Among older men with symptomatic hypogonadism, a year of treatment with testosterone gel compared with placebo was associated with a significantly greater increase in coronary artery noncalcified plaque volume at CCTA, the authors wrote.

The testosterone and placebo groups weren't perfectly matched; in fact, the testosterone supplementation group started with less plaque but still progressed rapidly, Budoff said.

"So it remains a fairly remarkable finding but a very valid one given the results," he said, and it remained so when "we went back and did more reproducibility measures to prove that this was a real finding."

Looking at implications

Now that this study is being published, Budoff said he is hopeful that he can participate in substudies of larger testosterone supplementation trials that are currently underway, and potentially explore a number of interesting additional findings with further research. For example, there are well-known but not well-understood gender differences in heart disease.

"We have always presumed that women had less heart disease than men because of the protective effects of estrogen, but perhaps women have less heart disease than men because they have less testosterone," he said. "It's a really interesting question that might change our whole concept of heart disease in men and women when we get a better understanding of the pathophysiology of what's going on with the difference in genders."

Also, could the rapid rise in plaque among the men supplementing with testosterone have something to do with taking a group of 70-year-olds and supplementing heavily enough to restore them to the levels of much younger men?

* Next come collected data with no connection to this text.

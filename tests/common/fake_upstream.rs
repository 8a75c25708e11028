//! A scripted stand-in for the real upstream IMAP server (SPEC_FULL.md §10 "Test tooling"). It
//! understands just enough of the wire protocol to answer the handful of commands the session
//! mediator issues, dispatching on keywords rather than tracking an exact tag sequence — the
//! mediator is free to interleave `relay()` and the narrow `upstream_*` operations however the
//! sanitizer/forwarder pipelines need.

use std::io::{BufRead as _, BufReader, Read as _, Write as _};
use std::net::TcpStream;
use std::sync::atomic::{AtomicUsize, Ordering};
use std::sync::Arc;

/// Served back for any full-body fetch; a minimal but complete RFC 5322 message.
pub const MESSAGE: &[u8] =
  b"From: sender@example.com\r\nTo: recipient@example.com\r\nSubject: hello\r\nDate: Fri, 25 Jun 2021 12:34:56 +0000\r\n\r\nbody\r\n";

#[derive(Default)]
pub struct Counters {
  pub commands: AtomicUsize,
  pub appends: AtomicUsize,
  pub expunges: AtomicUsize,
}

impl Counters {
  pub fn new() -> Arc<Self> {
    Arc::new(Self::default())
  }
}

/// Serves requests off `stream` until the peer disconnects or sends `LOGOUT`.
pub fn serve(stream: TcpStream, counters: Arc<Counters>) {
  let mut writer = stream.try_clone().expect("cloning the fake upstream socket");
  let mut reader = BufReader::new(stream);
  loop {
    let Some(line) = read_line(&mut reader) else { break };
    counters.commands.fetch_add(1, Ordering::SeqCst);

    let trimmed = line.trim_end_matches(['\r', '\n']);
    let mut tokens = trimmed.splitn(2, ' ');
    let tag = tokens.next().unwrap_or("*").to_string();
    let rest = tokens.next().unwrap_or("").to_string();
    let upper = rest.to_ascii_uppercase();

    if upper.starts_with("SELECT") {
      write!(writer, "* 1 EXISTS\r\n{tag} OK [READ-WRITE] SELECT completed.\r\n").unwrap();
    } else if upper.contains("HEADER.FIELDS (X-CIRCL-SANITIZER)") {
      write!(
        writer,
        "* 1 FETCH (FLAGS () BODY[HEADER.FIELDS (X-CIRCL-Sanitizer)] {{2}}\r\n\r\n)\r\n{tag} OK FETCH completed.\r\n"
      )
      .unwrap();
    } else if upper.starts_with("APPEND") {
      let length = literal_length(&line).expect("APPEND line announces a literal length");
      write!(writer, "+ Ready for literal data\r\n").unwrap();
      let mut body = vec![0u8; length];
      reader.read_exact(&mut body).expect("reading the APPEND literal");
      let mut trailer = [0u8; 2];
      reader.read_exact(&mut trailer).expect("reading the APPEND literal's trailing CRLF");
      counters.appends.fetch_add(1, Ordering::SeqCst);
      write!(writer, "{tag} OK APPEND completed.\r\n").unwrap();
    } else if upper.contains("STORE") {
      write!(writer, "{tag} OK STORE completed.\r\n").unwrap();
    } else if upper.starts_with("EXPUNGE") {
      counters.expunges.fetch_add(1, Ordering::SeqCst);
      write!(writer, "{tag} OK EXPUNGE completed.\r\n").unwrap();
    } else if upper.contains("BODY.PEEK[]") || upper.contains("BODY[]") {
      write!(writer, "* 1 FETCH (BODY[] {{{}}}\r\n", MESSAGE.len()).unwrap();
      writer.write_all(MESSAGE).unwrap();
      write!(writer, ")\r\n{tag} OK FETCH completed.\r\n").unwrap();
    } else if upper.starts_with("MOVE") {
      write!(writer, "{tag} OK MOVE completed.\r\n").unwrap();
    } else if upper.starts_with("LOGOUT") {
      write!(writer, "* BYE\r\n{tag} OK LOGOUT completed.\r\n").unwrap();
      break;
    } else {
      write!(writer, "{tag} OK {rest} completed.\r\n").unwrap();
    }
  }
}

fn read_line(reader: &mut BufReader<TcpStream>) -> Option<String> {
  let mut line = Vec::new();
  match reader.read_until(b'\n', &mut line) {
    Ok(0) | Err(_) => None,
    Ok(_) => Some(String::from_utf8_lossy(&line).into_owned()),
  }
}

/// Mirrors `source/transport.rs`'s `literal_announcement`: a trailing `{N}` before the line's
/// CRLF announces N raw octets immediately following. The fake upstream never sends `{N+}`, so
/// unlike the real parser this doesn't need to handle the non-synchronizing suffix.
fn literal_length(line: &str) -> Option<usize> {
  let body = line.strip_suffix("\r\n").or_else(|| line.strip_suffix('\n'))?;
  let digits = body.strip_suffix('}')?;
  let start = digits.rfind('{')? + 1;
  if start == digits.len() {
    return None;
  }
  digits[start..].parse().ok()
}
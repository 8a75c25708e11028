/// One variant per row of the error table (SPEC_FULL.md §7 / §10 "Error handling"). The
/// session loop matches on the variant to pick BAD / NO / silent-close, instead of sniffing
/// error message text the way the original Python proxy did.
#[derive(Debug, thiserror::Error)]
pub enum ProxyError {
  #[error("request has no tag and/or no command: {0:?}")]
  ProtocolParse(String),

  #[error("unknown hostname for domain {0:?}")]
  UnknownDomain(String),

  #[error("upstream rejected LOGIN for {0:?}")]
  UpstreamAuth(String),

  #[error("upstream I/O failed: {0}")]
  UpstreamIo(#[source] std::io::Error),

  #[error("client I/O failed: {0}")]
  ClientIo(#[source] std::io::Error),

  #[error("TLS handshake failed: {0}")]
  TlsHandshake(String),

  #[error("groomer failed for message {0}: {1}")]
  Groomer(String, String),

  #[error("upstream reports invalid message set for id {0}")]
  InvalidId(String),

  #[error("malformed FETCH response probing for sanitizer header: {0}")]
  MalformedFetchResponse(String),
}

impl ProxyError {
  /// Whether this error should be surfaced to the client as a tagged completion, and if so, which
  /// one (SPEC_FULL.md §7's "Surface" column); `None` for variants the sanitizer/forwarder catch
  /// and log one id at a time instead, per the "Local recovery" column. `session::connect_upstream`
  /// matches on this to decide BAD vs NO instead of re-deriving the table per call site.
  pub fn completion(&self) -> Option<Completion> {
    match self {
      ProxyError::ProtocolParse(_) | ProxyError::UnknownDomain(_) => Some(Completion::Bad),
      ProxyError::UpstreamAuth(_) => Some(Completion::No),
      ProxyError::UpstreamIo(_) | ProxyError::ClientIo(_) | ProxyError::TlsHandshake(_) => None,
      ProxyError::Groomer(..) | ProxyError::InvalidId(_) | ProxyError::MalformedFetchResponse(_) => None,
    }
  }
}

#[derive(Debug, Clone, Copy, PartialEq, Eq)]
pub enum Completion {
  Bad,
  No,
}
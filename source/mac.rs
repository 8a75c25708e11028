//! C2 — message-integrity MAC (SPEC_FULL.md §4.2).
//!
//! A keyed MAC over the message payload, used purely as a stable fingerprint (not as a defense
//! against an adversary who controls the key). HMAC-SHA1 satisfies that; a stronger MAC could be
//! swapped in without changing any call site, as long as append-time and verify-time agree.

use hmac::Mac as _;
use mail_parser::MimeHeaders as _;

type HmacSha1 = hmac::Hmac<sha1::Sha1>;

/// Lowercase hex MAC of `payload` keyed by `key`.
pub fn mac(payload: &[u8], key: &[u8]) -> String {
  let mut mac = HmacSha1::new_from_slice(key).expect("HMAC accepts keys of any length");
  mac.update(payload);
  hex::encode(mac.finalize().into_bytes())
}

/// Concatenates each MIME part's body in declaration order, matching SPEC_FULL.md §4.2's
/// definition of "payload" for a multipart message.
pub fn payload(message: &mail_parser::Message<'_>) -> Vec<u8> {
  if message.parts.is_empty() {
    return Vec::new();
  }
  let mut bytes = Vec::new();
  for part in &message.parts {
    bytes.extend_from_slice(part.contents());
  }
  bytes
}

#[cfg(test)]
mod tests {
  use super::*;
  use pretty_assertions::assert_eq;

  #[test]
  fn deterministic_and_key_sensitive() {
    let a = mac(b"hello", b"key-one");
    let b = mac(b"hello", b"key-one");
    let c = mac(b"hello", b"key-two");
    assert_eq!(a, b);
    assert_ne!(a, c);
  }

  #[test]
  fn is_lowercase_hex() {
    let digest = mac(b"payload", b"secret-proxy");
    assert!(digest.chars().all(|c| c.is_ascii_hexdigit() && !c.is_ascii_uppercase()));
    assert_eq!(digest.len(), 40); // SHA-1 output size in hex.
  }
}
//! C5 — the per-client session mediator (SPEC_FULL.md §4.5). The largest component: this is
//! `IMAP_Client`/`IMAP_Client_SSL` from the source, restructured around an explicit dispatch
//! table (SPEC_FULL.md §9) and the narrow capability interface the sanitizer/forwarder modules
//! consume (`current_folder`, `mac_key`, and a handful of `upstream_*` operations) instead of a
//! single grab-bag `client`.

use crate::{
  config::Config,
  error::{Completion, ProxyError},
  groomer::Groom,
  misp, registry, sanitizer,
  transport::{self, BoxedTransport, Duplex},
  upstream,
};
use base64::Engine as _;

pub struct Session {
  client: BoxedTransport,
  upstream: Option<BoxedTransport>,
  pub current_folder: Option<String>,
  pub mac_key: Vec<u8>,
  misp: crate::config::MispSink,
  groomer: Box<dyn Groom>,
  tag_counter: u64,
  running: bool,
}

struct Request {
  tag: String,
  uid: bool,
  command: String,
  /// Everything after the command token, unparsed.
  rest: String,
  /// The raw line exactly as read off the wire (used for tag substitution during relay).
  raw: Vec<u8>,
}

/// The outcome of [`Session::upstream_header_probe`] (SPEC_FULL.md §4.3 step 5 / §7).
pub enum HeaderProbe {
  /// The header was present with this value.
  Present(String),
  /// The response parsed fine; the header just isn't there — a normal, unsanitized message.
  Absent,
  /// The response didn't have the shape the probe expects at all (no parseable literal).
  Malformed(ProxyError),
}
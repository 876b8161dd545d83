//! Billing Configuration

use crate::error::{BillingError, Result};

/// Environment variable holding the Stripe secret key
pub const STRIPE_SECRET_KEY_VAR: &str = "STRIPE_SECRET_KEY";

/// Optional override of the Stripe API host, e.g. a local stripe-mock
pub const STRIPE_API_BASE_VAR: &str = "STRIPE_API_BASE";

/// Startup configuration for the charge pipeline.
///
/// Built once and passed by reference to [`crate::ChargeHandler::from_config`].
#[derive(Clone)]
pub struct BillingConfig {
    stripe_secret_key: String,
    stripe_api_base: Option<String>,
}

impl BillingConfig {
    pub fn new(stripe_secret_key: impl Into<String>) -> Result<Self> {
        let stripe_secret_key = stripe_secret_key.into();
        if stripe_secret_key.trim().is_empty() {
            return Err(BillingError::Config(format!("{STRIPE_SECRET_KEY_VAR} is empty")));
        }
        Ok(Self {
            stripe_secret_key,
            stripe_api_base: None,
        })
    }

    /// Send Stripe requests to `base` instead of api.stripe.com
    pub fn with_api_base(mut self, base: impl Into<String>) -> Result<Self> {
        let base = base.into();
        if !(base.starts_with("http://") || base.starts_with("https://")) {
            return Err(BillingError::Config(format!(
                "{STRIPE_API_BASE_VAR} must be an http(s) URL, got {base:?}"
            )));
        }
        self.stripe_api_base = Some(base);
        Ok(self)
    }

    /// Create from environment variables
    pub fn from_env() -> Result<Self> {
        let key = std::env::var(STRIPE_SECRET_KEY_VAR)
            .map_err(|_| BillingError::Config(format!("{STRIPE_SECRET_KEY_VAR} not set")))?;
        let config = Self::new(key)?;

        match std::env::var(STRIPE_API_BASE_VAR) {
            Ok(base) if !base.trim().is_empty() => config.with_api_base(base),
            _ => Ok(config),
        }
    }

    pub(crate) fn stripe_secret_key(&self) -> &str {
        &self.stripe_secret_key
    }

    pub(crate) fn stripe_api_base(&self) -> Option<&str> {
        self.stripe_api_base.as_deref()
    }
}

impl std::fmt::Debug for BillingConfig {
    fn fmt(&self, f: &mut std::fmt::Formatter<'_>) -> std::fmt::Result {
        f.debug_struct("BillingConfig")
            .field("stripe_secret_key", &"<redacted>")
            .field("stripe_api_base", &self.stripe_api_base)
            .finish()
    }
}
//! Scratch billing HTTP server
//!
//! Axum-based server exposing the storage billing endpoint. Requests are
//! expected to be authenticated upstream.

mod handlers;
mod state;

use std::sync::Arc;

use axum::{
    Router,
    routing::{get, post},
};
use tower_http::{
    cors::{Any, CorsLayer},
    trace::TraceLayer,
};
use tracing_subscriber::{layer::SubscriberExt, util::SubscriberInitExt};

use scratch_billing::{BillingConfig, ChargeHandler, MockGateway, STRIPE_SECRET_KEY_VAR};

use crate::handlers::{create_charge, health_check};
use crate::state::AppState;

#[tokio::main]
async fn main() -> anyhow::Result<()> {
    // Load environment
    dotenvy::dotenv().ok();

    // Initialize tracing
    tracing_subscriber::registry()
        .with(tracing_subscriber::EnvFilter::new(
            std::env::var("RUST_LOG").unwrap_or_else(|_| "info,tower_http=debug".into()),
        ))
        .with(tracing_subscriber::fmt::layer())
        .init();

    let state = AppState::new(charge_handler_from_env());

    let addr = std::env::var("BIND_ADDR").unwrap_or_else(|_| "0.0.0.0:3000".into());
    let listener = tokio::net::TcpListener::bind(&addr).await?;

    tracing::info!("scratch-server running on http://{}", addr);
    tracing::info!("  GET  /health  - Health check");
    tracing::info!("  POST /billing - Charge for storage");

    axum::serve(listener, app(state)).await?;

    Ok(())
}

/// Pick the gateway from `BILLING_GATEWAY` (`stripe` or `mock`)
fn charge_handler_from_env() -> Option<ChargeHandler> {
    let gateway = std::env::var("BILLING_GATEWAY").unwrap_or_else(|_| "stripe".into());

    if gateway.eq_ignore_ascii_case("mock") {
        tracing::warn!("Using mock payment gateway - no real charges will be made");
        return Some(ChargeHandler::new(Arc::new(MockGateway::approving())));
    }

    match BillingConfig::from_env() {
        Ok(config) => {
            tracing::info!("Stripe configured");
            Some(ChargeHandler::from_config(&config))
        }
        Err(e) => {
            tracing::warn!("Payments disabled: {}", e);
            tracing::warn!("  Set {} in .env", STRIPE_SECRET_KEY_VAR);
            None
        }
    }
}

fn app(state: AppState) -> Router {
    let cors = CorsLayer::new()
        .allow_origin(Any)
        .allow_methods(Any)
        .allow_headers(Any);

    Router::new()
        .route("/health", get(health_check))
        .route("/billing", post(create_charge))
        .layer(cors)
        .layer(TraceLayer::new_for_http())
        .with_state(state)
}
//! Payment Gateway Integration
//!
//! The charge handler talks to the card processor only through
//! [`ChargeGateway`], so tests can swap Stripe for [`MockGateway`].

mod mock;
mod stripe_gateway;

pub use self::mock::{MockGateway, MockOutcome};
pub use self::stripe_gateway::StripeGateway;

use async_trait::async_trait;

use crate::error::Result;
use crate::pricing::MonetaryAmount;
use crate::request::IdempotencyKey;

/// Currency every charge is made in
pub const CHARGE_CURRENCY: &str = "usd";

/// Statement description attached to every charge
pub const CHARGE_DESCRIPTION: &str = "Scratch charge";

/// Smallest amount Stripe accepts for a USD charge
pub const MIN_CHARGE_AMOUNT: MonetaryAmount = MonetaryAmount::from_minor_units(50);

/// Parameters for a single charge attempt
#[derive(Clone, Debug, PartialEq, Eq)]
pub struct ChargeParams {
    pub payment_token: String,
    pub amount: MonetaryAmount,
    pub currency: &'static str,
    pub description: &'static str,
    pub idempotency_key: Option<IdempotencyKey>,
}

impl ChargeParams {
    pub fn new(payment_token: impl Into<String>, amount: MonetaryAmount) -> Self {
        Self {
            payment_token: payment_token.into(),
            amount,
            currency: CHARGE_CURRENCY,
            description: CHARGE_DESCRIPTION,
            idempotency_key: None,
        }
    }

    pub fn with_idempotency_key(mut self, key: Option<IdempotencyKey>) -> Self {
        self.idempotency_key = key;
        self
    }
}

/// Gateway-side record of a successful charge
#[derive(Clone, Debug, PartialEq, Eq)]
pub struct ChargeConfirmation {
    pub charge_id: String,
}

/// Card processor client (Strategy pattern)
#[async_trait]
pub trait ChargeGateway: Send + Sync {
    /// Make exactly one charge attempt
    async fn create_charge(&self, params: &ChargeParams) -> Result<ChargeConfirmation>;

    /// Gateway name
    fn name(&self) -> &str;
}
//! Mock Gateway
//!
//! For tests and local runs. Never touches the network.

use async_trait::async_trait;
use tokio::sync::Mutex;

use super::{ChargeConfirmation, ChargeGateway, ChargeParams};
use crate::error::{BillingError, Result};

/// What the mock answers to every charge
#[derive(Clone, Debug, PartialEq, Eq)]
pub enum MockOutcome {
    Approve,
    Decline(String),
    Unavailable,
}

/// Mock gateway with a fixed outcome that records every attempt
pub struct MockGateway {
    outcome: MockOutcome,
    calls: Mutex<Vec<ChargeParams>>,
}

impl Default for MockGateway {
    fn default() -> Self {
        Self::approving()
    }
}

impl MockGateway {
    pub fn new(outcome: MockOutcome) -> Self {
        Self {
            outcome,
            calls: Mutex::new(Vec::new()),
        }
    }

    pub fn approving() -> Self {
        Self::new(MockOutcome::Approve)
    }

    pub fn declining(reason: impl Into<String>) -> Self {
        Self::new(MockOutcome::Decline(reason.into()))
    }

    pub fn unavailable() -> Self {
        Self::new(MockOutcome::Unavailable)
    }

    /// Charge attempts seen so far, oldest first
    pub async fn calls(&self) -> Vec<ChargeParams> {
        self.calls.lock().await.clone()
    }
}

#[async_trait]
impl ChargeGateway for MockGateway {
    async fn create_charge(&self, params: &ChargeParams) -> Result<ChargeConfirmation> {
        let attempt = {
            let mut calls = self.calls.lock().await;
            calls.push(params.clone());
            calls.len()
        };

        match &self.outcome {
            MockOutcome::Approve => Ok(ChargeConfirmation {
                charge_id: format!("ch_mock_{attempt}"),
            }),
            MockOutcome::Decline(reason) => Err(BillingError::declined(reason.clone())),
            MockOutcome::Unavailable => Err(BillingError::GatewayUnavailable(
                "mock gateway is offline".into(),
            )),
        }
    }

    fn name(&self) -> &str {
        "MockGateway"
    }
}
//! Billing Error Types

use thiserror::Error;

/// Result type alias
pub type Result<T> = std::result::Result<T, BillingError>;

/// Billing-related errors
#[derive(Error, Debug, Clone, PartialEq, Eq)]
pub enum BillingError {
    /// Body is not JSON, or `source`/`storage` are missing or mistyped
    #[error("Malformed request: {0}")]
    MalformedRequest(String),

    /// Storage quantity is negative, fractional or too large
    #[error("Invalid quantity: {0}")]
    InvalidQuantity(String),

    /// Caller-supplied idempotency key is unusable
    #[error("Invalid idempotency key: {0}")]
    InvalidIdempotencyKey(String),

    /// Card or token was refused by the gateway
    #[error("Payment declined: {reason}")]
    PaymentDeclined {
        reason: String,
        decline_code: Option<String>,
    },

    /// Gateway could not be reached or failed transiently
    #[error("Payment gateway unavailable: {0}")]
    GatewayUnavailable(String),

    /// Gateway refused the request for a reason unrelated to the card
    #[error("Payment gateway rejected request: {0}")]
    GatewayRejected(String),

    /// Configuration error
    #[error("Configuration error: {0}")]
    Config(String),
}

impl BillingError {
    pub fn declined(reason: impl Into<String>) -> Self {
        Self::PaymentDeclined {
            reason: reason.into(),
            decline_code: None,
        }
    }

    /// Stable machine-readable code
    pub fn code(&self) -> &'static str {
        match self {
            Self::MalformedRequest(_) => "MALFORMED_REQUEST",
            Self::InvalidQuantity(_) => "INVALID_QUANTITY",
            Self::InvalidIdempotencyKey(_) => "INVALID_IDEMPOTENCY_KEY",
            Self::PaymentDeclined { .. } => "PAYMENT_DECLINED",
            Self::GatewayUnavailable(_) => "GATEWAY_UNAVAILABLE",
            Self::GatewayRejected(_) => "GATEWAY_ERROR",
            Self::Config(_) => "CONFIG_ERROR",
        }
    }

    /// Whether the caller can fix this by changing the request
    pub fn is_client_error(&self) -> bool {
        matches!(
            self,
            Self::MalformedRequest(_)
                | Self::InvalidQuantity(_)
                | Self::InvalidIdempotencyKey(_)
                | Self::PaymentDeclined { .. }
        )
    }

    /// Get user-friendly message
    pub fn user_message(&self) -> String {
        match self {
            Self::MalformedRequest(msg) => format!("Invalid billing request: {msg}"),
            Self::InvalidQuantity(msg) => format!("Invalid storage quantity: {msg}"),
            Self::InvalidIdempotencyKey(msg) => format!("Invalid idempotency key: {msg}"),
            // The gateway's reason can quote the payment token back.
            Self::PaymentDeclined { decline_code, .. } => match decline_code {
                Some(code) => format!("Your card was declined ({code})."),
                None => "Your card was declined.".into(),
            },
            Self::GatewayUnavailable(_) => {
                "Payment processing is temporarily unavailable. Please try again later.".into()
            }
            Self::GatewayRejected(_) => "Payment processing failed.".into(),
            Self::Config(_) => "Service configuration error.".into(),
        }
    }
}

#[cfg(test)]
mod tests {
    use super::*;

    #[test]
    fn test_codes_are_distinct_for_gateway_failures() {
        let declined = BillingError::declined("card_declined");
        let unavailable = BillingError::GatewayUnavailable("timeout".into());

        assert_eq!(declined.code(), "PAYMENT_DECLINED");
        assert_eq!(unavailable.code(), "GATEWAY_UNAVAILABLE");
        assert!(declined.is_client_error());
        assert!(!unavailable.is_client_error());
    }

    #[test]
    fn test_declined_message_omits_gateway_reason() {
        let err = BillingError::declined("No such token: 'tok_bogus'");
        assert_eq!(err.user_message(), "Your card was declined.");

        let err = BillingError::PaymentDeclined {
            reason: "Your card has insufficient funds.".into(),
            decline_code: Some("insufficient_funds".into()),
        };
        assert_eq!(err.user_message(), "Your card was declined (insufficient_funds).");
    }

    #[test]
    fn test_user_message_hides_gateway_details() {
        let err = BillingError::GatewayRejected("Invalid API Key provided: sk_test_***".into());
        assert!(!err.user_message().contains("sk_test"));
    }
}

"That might be overreplacing some of the necessary testosterone," Budoff said. "I'm not saying testosterone in all forms of replacement is bad, I'm just suggesting that making a 70-year-old into a 45-year-old again may not be the healthiest thing for the coronary arteries. And that's what our study suggests. There are some large-scale studies underway that will look at overall effect of testosterone supplementation on heart attack and stroke, and I think this study supports earlier data from the [Testosterone in Older Men (TOM)] trial showing some harm from taking testosterone."